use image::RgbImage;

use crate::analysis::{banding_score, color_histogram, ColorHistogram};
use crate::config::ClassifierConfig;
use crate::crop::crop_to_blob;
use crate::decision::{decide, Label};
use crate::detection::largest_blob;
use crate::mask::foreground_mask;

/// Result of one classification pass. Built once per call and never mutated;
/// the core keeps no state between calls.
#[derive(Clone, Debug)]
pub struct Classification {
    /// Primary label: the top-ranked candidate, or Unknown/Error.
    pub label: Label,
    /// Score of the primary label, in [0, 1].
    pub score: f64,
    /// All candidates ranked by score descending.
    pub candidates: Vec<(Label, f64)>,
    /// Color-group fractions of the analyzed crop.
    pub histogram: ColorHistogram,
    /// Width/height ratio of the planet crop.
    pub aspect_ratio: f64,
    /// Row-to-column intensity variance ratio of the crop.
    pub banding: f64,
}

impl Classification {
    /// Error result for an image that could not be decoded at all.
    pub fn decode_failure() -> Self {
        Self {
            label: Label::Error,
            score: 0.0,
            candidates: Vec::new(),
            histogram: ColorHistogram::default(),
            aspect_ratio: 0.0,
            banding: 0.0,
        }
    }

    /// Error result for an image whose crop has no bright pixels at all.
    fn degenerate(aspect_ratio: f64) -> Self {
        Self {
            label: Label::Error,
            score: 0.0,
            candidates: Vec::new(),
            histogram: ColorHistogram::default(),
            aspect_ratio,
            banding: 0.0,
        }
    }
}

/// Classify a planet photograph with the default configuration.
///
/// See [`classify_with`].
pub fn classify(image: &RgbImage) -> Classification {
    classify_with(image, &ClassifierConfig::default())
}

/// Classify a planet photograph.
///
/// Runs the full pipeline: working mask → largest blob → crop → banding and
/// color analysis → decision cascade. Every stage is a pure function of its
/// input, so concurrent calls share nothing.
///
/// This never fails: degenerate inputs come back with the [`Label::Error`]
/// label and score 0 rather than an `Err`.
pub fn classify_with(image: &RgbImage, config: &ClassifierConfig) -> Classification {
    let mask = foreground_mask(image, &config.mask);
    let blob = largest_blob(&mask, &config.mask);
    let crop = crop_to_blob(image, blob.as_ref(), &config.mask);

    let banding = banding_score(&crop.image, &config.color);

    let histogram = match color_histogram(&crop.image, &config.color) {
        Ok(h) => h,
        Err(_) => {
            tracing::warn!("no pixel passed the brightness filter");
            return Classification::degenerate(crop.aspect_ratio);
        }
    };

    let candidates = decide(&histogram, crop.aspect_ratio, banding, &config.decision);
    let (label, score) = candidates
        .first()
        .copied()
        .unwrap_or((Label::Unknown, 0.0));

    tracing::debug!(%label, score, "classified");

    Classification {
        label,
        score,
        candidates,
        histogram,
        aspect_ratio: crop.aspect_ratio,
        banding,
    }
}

** What the task asks **
Your answer should consist of every entry, repeated exactly.

** Finished task **
use image::RgbImage;

use crate::analysis::{banding_score, color_histogram, ColorHistogram};
use crate::config::ClassifierConfig;
use crate::crop::crop_to_blob;
use crate::decision::{decide, Label};
use crate::detection::largest_blob;
use crate::mask::foreground_mask;

/// Result of one classification pass. Built once per call and never mutated;
/// the core keeps no state between calls.
#[derive(Clone, Debug)]
pub struct Classification {
    /// Primary label: the top-ranked candidate, or Unknown/Error.
    pub label: Label,
    /// Score of the primary label, in [0, 1].
    pub score: f64,
    /// All candidates ranked by score descending.
    pub candidates: Vec<(Label, f64)>,
    /// Color-group fractions of the analyzed crop.
    pub histogram: ColorHistogram,
    /// Width/height ratio of the planet crop.
    pub aspect_ratio: f64,
    /// Row-to-column intensity variance ratio of the crop.
    pub banding: f64,
}

impl Classification {
    /// Error result for an image that could not be decoded at all.
    pub fn decode_failure() -> Self {
        Self {
            label: Label::Error,
            score: 0.0,
            candidates: Vec::new(),
            histogram: ColorHistogram::default(),
            aspect_ratio: 0.0,
            banding: 0.0,
        }
    }

    /// Error result for an image whose crop has no bright pixels at all.
    fn degenerate(aspect_ratio: f64) -> Self {
        Self {
            label: Label::Error,
            score: 0.0,
            candidates: Vec::new(),
            histogram: ColorHistogram::default(),
            aspect_ratio,
            banding: 0.0,
        }
    }
}

/// Classify a planet photograph with the default configuration.
///
/// See [`classify_with`].
pub fn classify(image: &RgbImage) -> Classification {
    classify_with(image, &ClassifierConfig::default())
}

/// Classify a planet photograph.
///
/// Runs the full pipeline: working mask → largest blob → crop → banding and
/// color analysis → decision cascade. Every stage is a pure function of its
/// input, so concurrent calls share nothing.
///
/// This never fails: degenerate inputs come back with the [`Label::Error`]
/// label and score 0 rather than an `Err`.
pub fn classify_with(image: &RgbImage, config: &ClassifierConfig) -> Classification {
    let mask = foreground_mask(image, &config.mask);
    let blob = largest_blob(&mask, &config.mask);
    let crop = crop_to_blob(image, blob.as_ref(), &config.mask);

    let banding = banding_score(&crop.image, &config.color);

    let histogram = match color_histogram(&crop.image, &config.color) {
        Ok(h) => h,
        Err(_) => {
            tracing::warn!("no pixel passed the brightness filter");
            return Classification::degenerate(crop.aspect_ratio);
        }
    };

    let candidates = decide(&histogram, crop.aspect_ratio, banding, &config.decision);
    let (label, score) = candidates
        .first()
        .copied()
        .unwrap_or((Label::Unknown, 0.0));

    tracing::debug!(%label, score, "classified");

    Classification {
        label,
        score,
        candidates,
        histogram,
        aspect_ratio: crop.aspect_ratio,
        banding,
    }
}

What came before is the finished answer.